I've also tried Kloxo-MR and it seems pretty feature packed, but the whole thing seems like it's going to fall apart any second. The interface is clumsy and somewhat unappealing.

Hopefully someone can suggest a better alternative. Thanks.


----------



## SeriesN (May 24, 2013)

ISP-Config3.


----------



## NodeDeals (May 24, 2013)

Virtualmin+webmin. I don't think any other free control panel comes close  You may try Webuzo too ...


----------



## mojeda (May 24, 2013)

Chronic said:


> I would try ZPanel, but with all the security vulnerabilities, I don't think *know* I can*'t* trust it


----------



## mikho (May 24, 2013)

Ispconfig3


The only panel i've installed to a customer (except the paid ones).


----------



## Chronic (May 24, 2013)

SeriesN said:


> ISP-Config3.





mikho said:


> Ispconfig3
> 
> 
> The only panel i've installed to a customer (except the paid ones).


Already tried ISPConfig and while it's pretty good, I missed a file manager. If nothing else, that's probably what I'll end up using.



NodeDeals said:


> Virtualmin+webmin.
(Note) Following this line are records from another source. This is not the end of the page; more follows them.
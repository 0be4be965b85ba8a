/// Subtask model and database operations
///
/// Subtasks are checklist items nested under a task. They follow the same
/// create/toggle/delete contract as tasks, scoped by the parent task id:
/// creation appends by position, listings order by (position, created_at),
/// and there is no bulk reorder — only per-item position updates.
///
/// Access control happens at the parent: callers verify the parent task's
/// visibility (read) or ownership (write) before touching subtasks.

use chrono::{DateTime, Utc};
use serde::{Deserialize, Serialize};
use sqlx::PgPool;
use uuid::Uuid;

/// Subtask row
#[derive(Debug, Clone, Serialize, Deserialize, sqlx::FromRow)]
pub struct Subtask {
    /// Unique subtask ID
    pub id: Uuid,

    /// Parent task
    pub task_id: Uuid,

    /// Subtask text
    pub text: String,

    /// Completion flag
    pub completed: bool,

    /// Ordering key within the parent task
    pub position: i32,

    /// When the subtask was created
    pub created_at: DateTime<Utc>,

    /// When the subtask was last updated
    pub updated_at: DateTime<Utc>,
}

/// Input for a partial subtask update
#[derive(Debug, Clone, Default)]
pub struct UpdateSubtask {
    pub text: Option<String>,
    pub completed: Option<bool>,
    pub position: Option<i32>,
}

impl UpdateSubtask {
    /// True when no field would be written
    pub fn is_empty(&self) -> bool {
        self.text.is_none() && self.completed.is_none() && self.position.is_none()
    }
}

impl Subtask {
    /// Creates a subtask at the end of the parent's list
    pub async fn create(pool: &PgPool, task_id: Uuid, text: String) -> Result<Self, sqlx::Error> {
        let subtask = sqlx::query_as::<_, Subtask>(
            r#"
            INSERT INTO subtasks (task_id, text, position)
            VALUES ($1, $2,
                    (SELECT COALESCE(MAX(position) + 1, 0) FROM subtasks WHERE task_id = $1))
            RETURNING id, task_id, text, completed, position, created_at, updated_at
            "#,
        )
        .bind(task_id)
        .bind(text)
        .fetch_one(pool)
        .await?;

        Ok(subtask)
    }

    /// Finds a subtask by ID
    pub async fn find_by_id(pool: &PgPool, id: Uuid) -> Result<Option<Self>, sqlx::Error> {
        let subtask = sqlx::query_as::<_, Subtask>(
            r#"
            SELECT id, task_id, text, completed, position, created_at, updated_at
            FROM subtasks
            WHERE id = $1
            "#,
        )
        .bind(id)
        .fetch_optional(pool)
        .await?;

        Ok(subtask)
    }

    /// Lists a task's subtasks in display order
    pub async fn list_by_task(pool: &PgPool, task_id: Uuid) -> Result<Vec<Self>, sqlx::Error> {
        let subtasks = sqlx::query_as::<_, Subtask>(
            r#"
            SELECT id, task_id, text, completed, position, created_at, updated_at
            FROM subtasks
            WHERE task_id = $1
            ORDER BY position ASC, created_at ASC
            "#,
        )
        .bind(task_id)
        .fetch_all(pool)
        .await?;

        Ok(subtasks)
    }

    /// Applies a partial update
    ///
    /// # Returns
    ///
    /// The updated subtask, or None if it does not exist.
    pub async fn update(
        pool: &PgPool,
        id: Uuid,
        data: UpdateSubtask,
    ) -> Result<Option<Self>, sqlx::Error> {
        let mut query = String::from("UPDATE subtasks SET updated_at = NOW()");
        let mut bind_count = 1;

        if data.text.is_some() {
            bind_count += 1;
            query.push_str(&format!(", text = ${}", bind_count));
        }
        if data.completed.is_some() {
            bind_count += 1;
            query.push_str(&format!(", completed = ${}", bind_count));
        }
        if data.position.is_some() {
            bind_count += 1;
            query.push_str(&format!(", position = ${}", bind_count));
        }

        query.push_str(
            " WHERE id = $1 RETURNING id, task_id, text, completed, position, created_at, updated_at",
        );

        let mut q = sqlx::query_as::<_, Subtask>(&query).bind(id);

        if let Some(text) = data.text {
            q = q.bind(text);
        }
        if let Some(completed) = data.completed {
            q = q.bind(completed);
        }
        if let Some(position) = data.position {
            q = q.bind(position);
        }

        let subtask = q.fetch_optional(pool).await?;

        Ok(subtask)
    }

    /// Deletes a subtask
    ///
    /// # Returns
    ///
    /// True if a row was deleted.
    pub async fn delete(pool: &PgPool, id: Uuid) -> Result<bool, sqlx::Error> {
        let result = sqlx::query("DELETE FROM subtasks WHERE id = $1")
            .bind(id)
            .execute(pool)
            .await?;

        Ok(result.rows_affected() > 0)
    }
}

#[cfg(test)]
mod tests {
    use super::*;

    #[test]
    fn test_update_subtask_is_empty() {
        assert!(UpdateSubtask::default().is_empty());

        let update = UpdateSubtask {
            completed: Some(false),
            ..Default::default()
        };
        assert!(!update.is_empty());
    }

    // Database-backed operations are covered in tests/store_tests.rs
}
I don't think any other free control panel comes close  You may try Webuzo too ...


Never tried these before, mainly because I found the demos to be somewhat spartan. Nonetheless, I'll dive in and see how it goes. Thanks.


----------



## mikho (May 24, 2013)

http://www.howtoforge.com/forums/showthread.php?t=48134&page=2


Perhaps that thread gets you started on the filemanager thingy.


----------



## MannDude (May 24, 2013)

Kloxo isn't half bad really. It was always my go-to panel if I needed something free and fast.


----------



## NodeBytes (May 24, 2013)

Webmin. Favorite panel of em all. I have it on pretty much all my servers.


----------



## Licensecart (May 24, 2013)

webmin control panel by far


----------



## 365Networks (May 24, 2013)

I agree on ISPConfig 3, compared to Webmin/Virtualmin it is much easier to administrate and use.


----------



## shunny (May 24, 2013)

Have to agree ISPConfig3 is rather good. It has the ability for a distributed system as well plus one for this.


----------



## mikho (May 24, 2013)

In my little bubble webmin is not a hosting control panel, "only" a control panel.
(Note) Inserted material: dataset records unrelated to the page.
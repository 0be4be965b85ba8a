/// Reminder endpoints
///
/// # Endpoints
///
/// - `POST /api/reminders/send` - Run one due-reminder scan for the
///   caller and attempt delivery per task
///
/// Delivery is best-effort: per-task failures are logged and skipped, so
/// `sent` may be lower than `count`. There is no delivery ledger, so
/// calling this twice may notify twice.

use crate::{app::AppState, envelope::Envelope, error::ApiResult};
use axum::{extract::State, Extension, Json};
use serde::Serialize;
use taskdeck_shared::{auth::middleware::AuthContext, reminders};

/// Scan outcome
#[derive(Debug, Serialize)]
pub struct SendRemindersResponse {
    /// Notifications delivered
    pub sent: usize,

    /// Tasks found due soon
    pub count: usize,
}

/// Trigger a reminder scan for the authenticated owner
pub async fn send_reminders(
    State(state): State<AppState>,
    Extension(auth): Extension<AuthContext>,
) -> ApiResult<Json<Envelope<SendRemindersResponse>>> {
    let report =
        reminders::send_due_reminders(&state.db, state.notifier.as_ref(), auth.user_id).await?;

    Ok(Json(Envelope::new(SendRemindersResponse {
        sent: report.sent,
        count: report.scanned,
    })))
}
/// Due-task reminders
///
/// On invocation the reminder trigger scans one owner's tasks for entries
/// that asked for a reminder, are not completed, and fall due soon (today
/// or tomorrow), then attempts one notification per task through a
/// [`Notifier`]. Delivery is best-effort: a failure for one task is logged
/// and the scan moves on. There is no delivery ledger, so repeated
/// invocations may re-notify — exactly-once delivery is an accepted
/// non-goal.
///
/// The scan is triggered by client activity (`POST /api/reminders/send`);
/// there is no background scheduler.
///
/// # Notifiers
///
/// - [`smtp::SmtpNotifier`]: production delivery via lettre
/// - [`mock::MemoryNotifier`]: in-memory recording for tests and demos

pub mod mock;
pub mod smtp;

use async_trait::async_trait;
use chrono::NaiveDate;
use sqlx::PgPool;
use tracing::{debug, warn};
use uuid::Uuid;

use crate::models::user::User;

/// Error type for notification delivery
#[derive(Debug, thiserror::Error)]
pub enum NotifyError {
    /// Recipient or sender address could not be parsed
    #[error("Invalid address: {0}")]
    Address(String),

    /// The message could not be built
    #[error("Failed to build message: {0}")]
    Message(String),

    /// The transport refused or failed to deliver
    #[error("Delivery failed: {0}")]
    Transport(String),
}

/// A delivery channel for reminders
///
/// Implementations must be safe to call concurrently; one failed delivery
/// must not poison the channel for subsequent calls.
#[async_trait]
pub trait Notifier: Send + Sync {
    /// Attempts to deliver a single notification
    async fn notify(&self, recipient: &str, subject: &str, body: &str) -> Result<(), NotifyError>;
}

/// A task picked up by the due scan
#[derive(Debug, Clone, sqlx::FromRow)]
pub struct DueTask {
    /// Task ID
    pub id: Uuid,

    /// Task text, quoted in the notification
    pub text: String,

    /// Due date (always present for scanned tasks)
    pub due_date: NaiveDate,
}

/// Outcome of one reminder scan
#[derive(Debug, Clone, Copy, Default, PartialEq, Eq)]
pub struct ReminderReport {
    /// Tasks the scan found due soon
    pub scanned: usize,

    /// Notifications actually delivered
    pub sent: usize,
}

/// Fetches the owner's tasks that are due soon and want a reminder
///
/// "Soon" means a due date between today and tomorrow inclusive, per the
/// server's date. Completed tasks and tasks without a due date are never
/// picked up.
pub async fn scan_due_tasks(pool: &PgPool, owner_id: Uuid) -> Result<Vec<DueTask>, sqlx::Error> {
    let tasks = sqlx::query_as::<_, DueTask>(
        r#"
        SELECT id, text, due_date
        FROM tasks
        WHERE user_id = $1
          AND remind = TRUE
          AND completed = FALSE
          AND due_date IS NOT NULL
          AND due_date BETWEEN CURRENT_DATE AND CURRENT_DATE + 1
        ORDER BY due_date ASC, position ASC
        "#,
    )
    .bind(owner_id)
    .fetch_all(pool)
    .await?;

    Ok(tasks)
}

/// Runs one reminder scan for an owner and attempts delivery per task
///
/// Each due task produces one notification to the owner's email address.
/// Per-task delivery failures are logged and skipped — this is the only
/// place errors are deliberately swallowed. An owner without an email
/// address gets a scan result but no deliveries.
///
/// # Errors
///
/// Returns an error only if the scan itself fails; delivery failures are
/// reflected in `sent < scanned`.
pub async fn send_due_reminders(
    pool: &PgPool,
    notifier: &dyn Notifier,
    owner_id: Uuid,
) -> Result<ReminderReport, sqlx::Error> {
    let due = scan_due_tasks(pool, owner_id).await?;

    let mut report = ReminderReport {
        scanned: due.len(),
        sent: 0,
    };

    if due.is_empty() {
        return Ok(report);
    }

    let email = User::find_by_id(pool, owner_id).await?.and_then(|u| u.email);

    let Some(email) = email else {
        debug!(owner = %owner_id, due = report.scanned, "Owner has no email address, skipping reminder delivery");
        return Ok(report);
    };

    for task in &due {
        let body = format!("Reminder: '{}' is due {}", task.text, task.due_date);

        match notifier.notify(&email, "Task Reminder", &body).await {
            Ok(()) => report.sent += 1,
            Err(e) => {
                warn!(task = %task.id, error = %e, "Reminder delivery failed, continuing");
            }
        }
    }

    debug!(owner = %owner_id, scanned = report.scanned, sent = report.sent, "Reminder scan complete");
    Ok(report)
}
It needs virtualmin, which I find cluttered and hard to find where to do things.


----------



## Jamson (May 24, 2013)

NodeDeals said:


> Virtualmin+webmin. I don't think any other free control panel comes close  You may try Webuzo too ...
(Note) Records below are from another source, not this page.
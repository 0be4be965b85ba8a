/// API route handlers
///
/// Organized by resource:
///
/// - `health`: Health check endpoint
/// - `auth`: Registration, login, tokens, password change
/// - `tasks`: Task CRUD, bulk clear, reorder, assignment
/// - `subtasks`: Checklist items nested under a task
/// - `profile`: Profile view and edit
/// - `analytics`: Aggregate task counts
/// - `reminders`: Due-reminder scan trigger
/// - `admin`: User management (admin role)

pub mod admin;
pub mod analytics;
pub mod auth;
pub mod health;
pub mod profile;
pub mod reminders;
pub mod subtasks;
pub mod tasks;
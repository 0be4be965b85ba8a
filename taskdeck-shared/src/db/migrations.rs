/// Database migration runner and first-run seeding
///
/// Migrations live in the `migrations/` directory at the workspace root,
/// one `{timestamp}_{name}.sql` file per change, applied by sqlx's
/// embedded migrator.
///
/// # Example
///
/// ```no_run
/// use taskdeck_shared::db::migrations::run_migrations;
/// use sqlx::PgPool;
///
/// # async fn example(pool: PgPool) -> Result<(), Box<dyn std::error::Error>> {
/// run_migrations(&pool).await?;
/// # Ok(())
/// # }
/// ```

use sqlx::postgres::PgPool;
use tracing::{info, warn};

use crate::auth::password::hash_password;
use crate::models::user::{CreateUser, User, UserRole};

/// Runs all pending database migrations
///
/// # Errors
///
/// Returns an error if a migration file is malformed or fails to execute.
/// Failed migrations are rolled back where Postgres allows it.
pub async fn run_migrations(pool: &PgPool) -> Result<(), sqlx::migrate::MigrateError> {
    info!("Starting database migrations");

    let migrations = sqlx::migrate!("../migrations");

    match migrations.run(pool).await {
        Ok(()) => {
            info!("All database migrations completed successfully");
            Ok(())
        }
        Err(e) => {
            warn!("Migration failed: {}", e);
            Err(e)
        }
    }
}

/// Ensures an `admin` account exists
///
/// Called at startup when `ADMIN_PASSWORD` is configured. Does nothing if
/// a user named `admin` is already present, so rotating the variable does
/// not overwrite a live account.
///
/// # Returns
///
/// True if the admin user was created, false if it already existed.
pub async fn ensure_admin_user(pool: &PgPool, password: &str) -> anyhow::Result<bool> {
    if User::find_by_username(pool, "admin").await?.is_some() {
        return Ok(false);
    }

    let password_hash =
        hash_password(password).map_err(|e| anyhow::anyhow!("failed to hash admin password: {e}"))?;

    User::create(
        pool,
        CreateUser {
            username: "admin".to_string(),
            email: Some("admin@example.com".to_string()),
            password_hash,
            role: UserRole::Admin,
        },
    )
    .await?;

    info!("Seeded initial admin user");
    Ok(true)
}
+1 to Virtualmin/Webmin. The interface isn't that pretty, but it's absolutely brilliant.


----------



## wilbo (May 25, 2013)

Webmin is the only panel I've ever used.


----------



## netnub (May 25, 2013)

I was actually thinking about this also, I saw Ajenti and fell in-love with it, just debaiting to use it or not...

http://ajenti.org/#


----------



## Chronic (May 25, 2013)

netnub said:


> I was actually thinking about this also, I saw Ajenti and fell in-love with it, just debaiting to use it or not...
> 
> http://ajenti.org/#


Unfortunately from what I managed to gather, it is made for personal administration, not to provide shared web hosting.


----------



## perennate (May 25, 2013)

There's EHCP, although it's probably even less secure than ZPanel.


----------



## netnub (May 25, 2013)

You can always write your own?


----------



## rsk (May 25, 2013)

Well to be honest, there are some hosts here that offer directadmin bundled with their plans. You should consider it, our shared hosting platform is completely run of a directadmin cluster. Easy on resources and feature packed.


----------



## Ivan (May 26, 2013)

You could try Webmin but make sure you know how to secure it/port 10000.

I personally love the file manager that comes with it!


----------



## InertiaNetworks-John (May 26, 2013)

ISPConfig is the way to go. Just don't buy the android app! It does nothing.


----------